WHAT IS EXPECTED: Please give again, exactly, every line of the material from the one containing "state.calls.push(FakeCall::Pause);" to the end, including both of those lines.

↓

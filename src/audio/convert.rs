//! 样本格式转换
//!
//! 宿主以 f64 提供样本，渲染端只接受 f32。
//! 窄化使用 IEEE 就近舍入（与 `as f32` 一致），不做削波和抖动。
//!
//! 向量化内核在初始化时选择一次：
//! - x86_64: AVX（运行时检测）或 SSE2（基线）
//! - aarch64: NEON
//! - 其他: 标量
//!
//! 所有内核与标量路径逐位一致。

use thiserror::Error;

/// 转换错误
#[derive(Error, Debug, Clone, PartialEq, Eq)]
pub enum ConvertError {
    #[error("Empty chunk: frames and channels must be non-zero")]
    Empty,

    #[error("Input too short: need {needed} samples, got {got}")]
    ShortInput { needed: usize, got: usize },

    #[error("Channel count mismatch: expected {expected}, got {got}")]
    ChannelMismatch { expected: usize, got: usize },

    #[error("Buffer length mismatch: expected {expected} samples, got {got}")]
    LengthMismatch { expected: usize, got: usize },

    #[error("Conversion kernel {0:?} is not supported on this CPU")]
    UnsupportedKernel(ConvertKernel),
}

/// 窄化内核
#[derive(Clone, Copy, Debug, PartialEq, Eq, Hash)]
pub enum ConvertKernel {
    Scalar,
    Sse2,
    Avx,
    Neon,
}

impl ConvertKernel {
    /// 选择当前 CPU 上最快的内核
    pub fn detect() -> Self {
        #[cfg(target_arch = "x86_64")]
        {
            if is_x86_feature_detected!("avx") {
                return ConvertKernel::Avx;
            }
            ConvertKernel::Sse2
        }

        #[cfg(target_arch = "aarch64")]
        {
            ConvertKernel::Neon
        }

        #[cfg(not(any(target_arch = "x86_64", target_arch = "aarch64")))]
        {
            ConvertKernel::Scalar
        }
    }

    /// 当前 CPU 是否能运行该内核
    pub fn is_supported(self) -> bool {
        match self {
            ConvertKernel::Scalar => true,
            #[cfg(target_arch = "x86_64")]
            ConvertKernel::Sse2 => true,
            #[cfg(target_arch = "x86_64")]
            ConvertKernel::Avx => is_x86_feature_detected!("avx"),
            #[cfg(target_arch = "aarch64")]
            ConvertKernel::Neon => true,
            #[allow(unreachable_patterns)]
            _ => false,
        }
    }

    /// 所有可用内核（标量在前）
    pub fn available() -> Vec<ConvertKernel> {
        [
            ConvertKernel::Scalar,
            ConvertKernel::Sse2,
            ConvertKernel::Avx,
            ConvertKernel::Neon,
        ]
        .into_iter()
        .filter(|k| k.is_supported())
        .collect()
    }

    pub fn name(self) -> &'static str {
        match self {
            ConvertKernel::Scalar => "scalar",
            ConvertKernel::Sse2 => "sse2",
            ConvertKernel::Avx => "avx",
            ConvertKernel::Neon => "neon",
        }
    }
}

impl std::str::FromStr for ConvertKernel {
    type Err = String;

    fn from_str(s: &str) -> Result<Self, Self::Err> {
        match s.to_ascii_lowercase().as_str() {
            "scalar" => Ok(ConvertKernel::Scalar),
            "sse2" => Ok(ConvertKernel::Sse2),
            "avx" => Ok(ConvertKernel::Avx),
            "neon" => Ok(ConvertKernel::Neon),
            other => Err(format!("unknown conversion kernel: {}", other)),
        }
    }
}

/// f64 → f32 转换器
#[derive(Debug, Clone, Copy)]
pub struct SampleConverter {
    kernel: ConvertKernel,
}

impl SampleConverter {
    /// 使用自动检测的内核
    pub fn new() -> Self {
        Self {
            kernel: ConvertKernel::detect(),
        }
    }

    /// 强制使用指定内核
    pub fn with_kernel(kernel: ConvertKernel) -> Result<Self, ConvertError> {
        if !kernel.is_supported() {
            return Err(ConvertError::UnsupportedKernel(kernel));
        }
        Ok(Self { kernel })
    }

    #[inline]
    pub fn kernel(&self) -> ConvertKernel {
        self.kernel
    }

    /// 窄化 `src` 到 `dst`，处理两者中较短的长度
    pub fn narrow(&self, src: &[f64], dst: &mut [f32]) {
        let len = src.len().min(dst.len());
        let (src, dst) = (&src[..len], &mut dst[..len]);

        match self.kernel {
            #[cfg(target_arch = "x86_64")]
            ConvertKernel::Sse2 => unsafe { narrow_sse2(src, dst) },
            #[cfg(target_arch = "x86_64")]
            ConvertKernel::Avx => unsafe { narrow_avx(src, dst) },
            #[cfg(target_arch = "aarch64")]
            ConvertKernel::Neon => unsafe { narrow_neon(src, dst) },
            _ => narrow_scalar(src, dst),
        }
    }

    /// 转换交织输入，输出长度恰为 `frames × channels`
    pub fn convert(
        &self,
        input: &[f64],
        frames: usize,
        channels: usize,
        out: &mut Vec<f32>,
    ) -> Result<(), ConvertError> {
        let needed = required_samples(frames, channels)?;
        if input.len() < needed {
            return Err(ConvertError::ShortInput {
                needed,
                got: input.len(),
            });
        }

        out.clear();
        out.resize(needed, 0.0);
        self.narrow(&input[..needed], out);
        Ok(())
    }

    /// 转换逐声道输入，输出为声道连续排列 (L...L R...R)
    pub fn convert_planar(
        &self,
        planes: &[&[f64]],
        frames: usize,
        out: &mut Vec<f32>,
    ) -> Result<(), ConvertError> {
        let channels = planes.len();
        let needed = required_samples(frames, channels)?;

        if let Some(short) = planes.iter().find(|p| p.len() < frames) {
            return Err(ConvertError::ShortInput {
                needed: frames,
                got: short.len(),
            });
        }

        out.clear();
        out.resize(needed, 0.0);
        for (plane, dst) in planes.iter().zip(out.chunks_exact_mut(frames)) {
            self.narrow(&plane[..frames], dst);
        }
        Ok(())
    }
}

impl Default for SampleConverter {
    fn default() -> Self {
        Self::new()
    }
}

fn required_samples(frames: usize, channels: usize) -> Result<usize, ConvertError> {
    if frames == 0 || channels == 0 {
        return Err(ConvertError::Empty);
    }
    frames
        .checked_mul(channels)
        .ok_or(ConvertError::ShortInput {
            needed: usize::MAX,
            got: 0,
        })
}

/// 交织 → 声道连续
///
/// `src` 为 LRLR...，写入 `dst` 为 L...L R...R
pub fn deinterleave(src: &[f32], channels: usize, dst: &mut [f32]) {
    if channels == 0 {
        return;
    }
    let frames = src.len().min(dst.len()) / channels;
    for (frame, samples) in src.chunks_exact(channels).take(frames).enumerate() {
        for (ch, &sample) in samples.iter().enumerate() {
            dst[ch * frames + frame] = sample;
        }
    }
}

/// 声道连续 → 交织
pub fn interleave(src: &[f32], channels: usize, dst: &mut [f32]) {
    if channels == 0 {
        return;
    }
    let frames = src.len().min(dst.len()) / channels;
    for (frame, out) in dst.chunks_exact_mut(channels).take(frames).enumerate() {
        for (ch, slot) in out.iter_mut().enumerate() {
            *slot = src[ch * frames + frame];
        }
    }
}

#[inline]
fn narrow_scalar(src: &[f64], dst: &mut [f32]) {
    for (d, &s) in dst.iter_mut().zip(src) {
        *d = s as f32;
    }
}

// cvtpd2ps 按 MXCSR 舍入，默认就近舍入，与 `as f32` 相同

#[cfg(target_arch = "x86_64")]
#[target_feature(enable = "sse2")]
unsafe fn narrow_sse2(src: &[f64], dst: &mut [f32]) {
    use std::arch::x86_64::*;

    let blocks = src.len() / 4;
    let sp = src.as_ptr();
    let dp = dst.as_mut_ptr();

    for i in 0..blocks {
        let j = i * 4;
        let lo = _mm_cvtpd_ps(_mm_loadu_pd(sp.add(j)));
        let hi = _mm_cvtpd_ps(_mm_loadu_pd(sp.add(j + 2)));
        _mm_storeu_ps(dp.add(j), _mm_movelh_ps(lo, hi));
    }

    let tail = blocks * 4;
    narrow_scalar(&src[tail..], &mut dst[tail..]);
}

#[cfg(target_arch = "x86_64")]
#[target_feature(enable = "avx")]
unsafe fn narrow_avx(src: &[f64], dst: &mut [f32]) {
    use std::arch::x86_64::*;

    let blocks = src.len() / 8;
    let sp = src.as_ptr();
    let dp = dst.as_mut_ptr();

    for i in 0..blocks {
        let j = i * 8;
        let a = _mm256_cvtpd_ps(_mm256_loadu_pd(sp.add(j)));
        let b = _mm256_cvtpd_ps(_mm256_loadu_pd(sp.add(j + 4)));
        _mm_storeu_ps(dp.add(j), a);
        _mm_storeu_ps(dp.add(j + 4), b);
    }

    let tail = blocks * 8;
    narrow_scalar(&src[tail..], &mut dst[tail..]);
}

#[cfg(target_arch = "aarch64")]
#[target_feature(enable = "neon")]
unsafe fn narrow_neon(src: &[f64], dst: &mut [f32]) {
    use std::arch::aarch64::*;

    let blocks = src.len() / 8;
    let sp = src.as_ptr();
    let dp = dst.as_mut_ptr();

    for i in 0..blocks {
        let j = i * 8;
        let d0 = vld1q_f64(sp.add(j));
        let d1 = vld1q_f64(sp.add(j + 2));
        let d2 = vld1q_f64(sp.add(j + 4));
        let d3 = vld1q_f64(sp.add(j + 6));
        vst1q_f32(dp.add(j), vcombine_f32(vcvt_f32_f64(d0), vcvt_f32_f64(d1)));
        vst1q_f32(dp.add(j + 4), vcombine_f32(vcvt_f32_f64(d2), vcvt_f32_f64(d3)));
    }

    let tail = blocks * 8;
    narrow_scalar(&src[tail..], &mut dst[tail..]);
}

#[cfg(test)]
mod tests {
    use super::*;

    /// 覆盖满块和尾部的测试信号
    fn test_signal(len: usize) -> Vec<f64> {
        (0..len)
            .map(|i| {
                let t = i as f64 / 48000.0;
                (2.0 * std::f64::consts::PI * 997.0 * t).sin() * 0.999_999_9 + 1e-9 * i as f64
            })
            .collect()
    }

    #[test]
    fn test_kernels_match_scalar_bit_for_bit() {
        let input = test_signal(1037);
        let scalar = SampleConverter::with_kernel(ConvertKernel::Scalar).unwrap();
        let mut reference = Vec::new();
        scalar.convert(&input, 1037, 1, &mut reference).unwrap();

        for kernel in ConvertKernel::available() {
            let converter = SampleConverter::with_kernel(kernel).unwrap();
            let mut out = Vec::new();
            converter.convert(&input, 1037, 1, &mut out).unwrap();

            let same = reference
                .iter()
                .zip(&out)
                .all(|(a, b)| a.to_bits() == b.to_bits());
            assert!(same, "kernel {:?} disagrees with scalar", kernel);
        }
    }

    #[test]
    fn test_narrowing_within_one_ulp() {
        let input = test_signal(4096);
        let converter = SampleConverter::new();
        let mut out = Vec::new();
        converter.convert(&input, 2048, 2, &mut out).unwrap();

        for (&wide, &narrow) in input.iter().zip(&out) {
            let reference = wide as f32;
            let ulp = (reference.to_bits() as i64 - narrow.to_bits() as i64).abs();
            assert!(ulp <= 1, "{} narrowed to {} ({} ulp)", wide, narrow, ulp);
        }
    }

    #[test]
    fn test_convert_output_length_and_no_clipping() {
        let converter = SampleConverter::new();
        let input = [1.5, -2.0, 0.25, 0.5, 0.75, 1.0, 9.0];
        let mut out = vec![42.0; 100];
        converter.convert(&input, 3, 2, &mut out).unwrap();

        assert_eq!(out.len(), 6);
        assert_eq!(out[0], 1.5);
        assert_eq!(out[1], -2.0);
    }

    #[test]
    fn test_convert_rejects_bad_input() {
        let converter = SampleConverter::new();
        let mut out = Vec::new();

        assert_eq!(converter.convert(&[0.0; 4], 0, 2, &mut out), Err(ConvertError::Empty));
        assert_eq!(converter.convert(&[0.0; 4], 2, 0, &mut out), Err(ConvertError::Empty));
        assert_eq!(
            converter.convert(&[0.0; 5], 3, 2, &mut out),
            Err(ConvertError::ShortInput { needed: 6, got: 5 })
        );
    }

    #[test]
    fn test_convert_planar() {
        let converter = SampleConverter::new();
        let left = [0.1, 0.2, 0.3];
        let right = [-0.1, -0.2, -0.3];
        let mut out = Vec::new();
        converter.convert_planar(&[&left, &right], 3, &mut out).unwrap();

        assert_eq!(out, vec![0.1f32, 0.2, 0.3, -0.1, -0.2, -0.3]);

        let short = [0.0; 2];
        assert!(matches!(
            converter.convert_planar(&[&left, &short], 3, &mut out),
            Err(ConvertError::ShortInput { .. })
        ));
    }

    #[test]
    fn test_deinterleave_roundtrip() {
        let interleaved: Vec<f32> = (0..24).map(|i| i as f32).collect();
        let mut planar = vec![0.0; 24];
        let mut back = vec![0.0; 24];

        deinterleave(&interleaved, 3, &mut planar);
        // 声道 0: 0, 3, 6, ...
        assert_eq!(&planar[..8], &[0.0, 3.0, 6.0, 9.0, 12.0, 15.0, 18.0, 21.0]);
        assert_eq!(planar[8], 1.0);

        interleave(&planar, 3, &mut back);
        assert_eq!(back, interleaved);
    }

    #[test]
    fn test_kernel_parse_and_detect() {
        assert_eq!("AVX".parse::<ConvertKernel>(), Ok(ConvertKernel::Avx));
        assert!("mmx".parse::<ConvertKernel>().is_err());

        let detected = ConvertKernel::detect();
        assert!(detected.is_supported());
        assert!(ConvertKernel::available().contains(&ConvertKernel::Scalar));
    }
}
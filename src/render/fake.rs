//! 测试用渲染器
//!
//! 记录所有调用，结果可配置；渲染由测试通过 `FakeHandle::render` 手动驱动。

use std::sync::{Arc, Mutex, MutexGuard};

use super::{DeviceClass, NegotiatedFormat, Renderer, RendererError};
use crate::audio::{RenderCursor, SampleLayout, StreamFormat};
use crate::engine::spatial::SpatialScene;

#[derive(Clone, Debug, PartialEq)]
pub enum FakeCall {
    Configure(StreamFormat),
    Start,
    Pause,
    Resume,
    Stop,
    Spatial(SpatialScene),
}

#[derive(Clone, Debug)]
pub struct FakeBehavior {
    pub name: String,
    pub reject_format: bool,
    pub fail_start: bool,
    /// None 表示查询失败
    pub device_class: Option<DeviceClass>,
    pub spatial_error: bool,
    pub layout: SampleLayout,
}

impl Default for FakeBehavior {
    fn default() -> Self {
        Self {
            name: "Fake Output".to_string(),
            reject_format: false,
            fail_start: false,
            device_class: Some(DeviceClass::Other),
            spatial_error: false,
            layout: SampleLayout::Interleaved,
        }
    }
}

#[derive(Default)]
struct FakeState {
    behavior: Option<FakeBehavior>,
    calls: Vec<FakeCall>,
    cursor: Option<RenderCursor>,
    format: Option<StreamFormat>,
    paused: bool,
}

/// 测试侧句柄，与渲染器共享状态
#[derive(Clone, Default)]
pub struct FakeHandle(Arc<Mutex<FakeState>>);

impl FakeHandle {
    fn lock(&self) -> MutexGuard<'_, FakeState> {
        self.0.lock().unwrap_or_else(|e| e.into_inner())
    }

    pub fn calls(&self) -> Vec<FakeCall> {
        self.lock().calls.clone()
    }

    pub fn clear_calls(&self) {
        self.lock().calls.clear();
    }

    pub fn last_scene(&self) -> Option<SpatialScene> {
        self.lock().calls.iter().rev().find_map(|c| match c {
            FakeCall::Spatial(scene) => Some(*scene),
            _ => None,
        })
    }

    pub fn is_running(&self) -> bool {
        self.lock().cursor.is_some()
    }

    /// 模拟一次渲染回调，返回有效帧数；未运行或暂停时返回 0
    pub fn render(&self, frames: usize) -> usize {
        let mut state = self.lock();
        let channels = state.format.map(|f| f.channels as usize).unwrap_or(2);
        if state.paused {
            return 0;
        }
        match state.cursor.as_mut() {
            Some(cursor) => {
                let mut out = vec![0.0f32; frames * channels];
                cursor.render_interleaved(&mut out, channels)
            }
            None => 0,
        }
    }

    /// 模拟渲染上下文报告故障
    pub fn fault(&self) {
        if let Some(cursor) = self.lock().cursor.as_ref() {
            cursor.mark_faulted();
        }
    }

    pub fn set_behavior(&self, behavior: FakeBehavior) {
        self.lock().behavior = Some(behavior);
    }
}

pub struct FakeRenderer {
    handle: FakeHandle,
}

impl FakeRenderer {
    pub fn new(behavior: FakeBehavior) -> (Self, FakeHandle) {
        let handle = FakeHandle::default();
        handle.set_behavior(behavior);
        (
            Self {
                handle: handle.clone(),
            },
            handle,
        )
    }

    fn behavior(&self) -> FakeBehavior {
        self.handle.lock().behavior.clone().unwrap_or_default()
    }
}

impl Renderer for FakeRenderer {
    fn device_name(&self) -> String {
        self.behavior().name
    }

    fn configure(&mut self, format: StreamFormat) -> Result<NegotiatedFormat, RendererError> {
        let behavior = self.behavior();
        let mut state = self.handle.lock();
        state.calls.push(FakeCall::Configure(format));
        if behavior.reject_format {
            return Err(RendererError::UnsupportedFormat {
                sample_rate: format.sample_rate,
                channels: format.channels,
            });
        }
        state.format = Some(format);
        Ok(NegotiatedFormat {
            format,
            layout: behavior.layout,
        })
    }

    fn start(&mut self, cursor: RenderCursor) -> Result<(), RendererError> {
        let behavior = self.behavior();
        let mut state = self.handle.lock();
        state.calls.push(FakeCall::Start);
        if behavior.fail_start {
            return Err(RendererError::Unavailable("fake start failure".to_string()));
        }
        if state.format.is_none() {
            return Err(RendererError::NotConfigured);
        }
        state.cursor = Some(cursor);
        state.paused = false;
        Ok(())
    }

    fn pause(&mut self) -> Result<(), RendererError> {
        let mut state = self.handle.lock();
        state.calls.push(FakeCall::Pause);
        state.paused = true;
        Ok(())
    }

    fn resume(&mut self) -> Result<(), RendererError> {
        let mut state = self.handle.lock();
        state.calls.push(FakeCall::Resume);
        state.paused = false;
        Ok(())
    }

    fn stop(&mut self) {
        let mut state = self.handle.lock();
        state.calls.push(FakeCall::Stop);
        state.cursor = None;
        state.paused = false;
    }

    fn device_class(&self) -> Result<DeviceClass, RendererError> {
        self.behavior()
            .device_class
            .ok_or_else(|| RendererError::DeviceQuery("fake query failure".to_string()))
    }

    fn apply_spatial(&mut self, scene: &SpatialScene) -> Result<(), RendererError> {
        let behavior = self.behavior();
        if behavior.spatial_error {
            return Err(RendererError::Unavailable("fake spatial failure".to_string()));
        }
        self.handle.lock().calls.push(FakeCall::Spatial(*scene));
        Ok(())
    }
}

↑

WRITTEN SOLUTION:
        state.calls.push(FakeCall::Pause);
        state.paused = true;
        Ok(())
    }

    fn resume(&mut self) -> Result<(), RendererError> {
        let mut state = self.handle.lock();
        state.calls.push(FakeCall::Resume);
        state.paused = false;
        Ok(())
    }

    fn stop(&mut self) {
        let mut state = self.handle.lock();
        state.calls.push(FakeCall::Stop);
        state.cursor = None;
        state.paused = false;
    }

    fn device_class(&self) -> Result<DeviceClass, RendererError> {
        self.behavior()
            .device_class
            .ok_or_else(|| RendererError::DeviceQuery("fake query failure".to_string()))
    }

    fn apply_spatial(&mut self, scene: &SpatialScene) -> Result<(), RendererError> {
        let behavior = self.behavior();
        if behavior.spatial_error {
            return Err(RendererError::Unavailable("fake spatial failure".to_string()));
        }
        self.handle.lock().calls.push(FakeCall::Spatial(*scene));
        Ok(())
    }
}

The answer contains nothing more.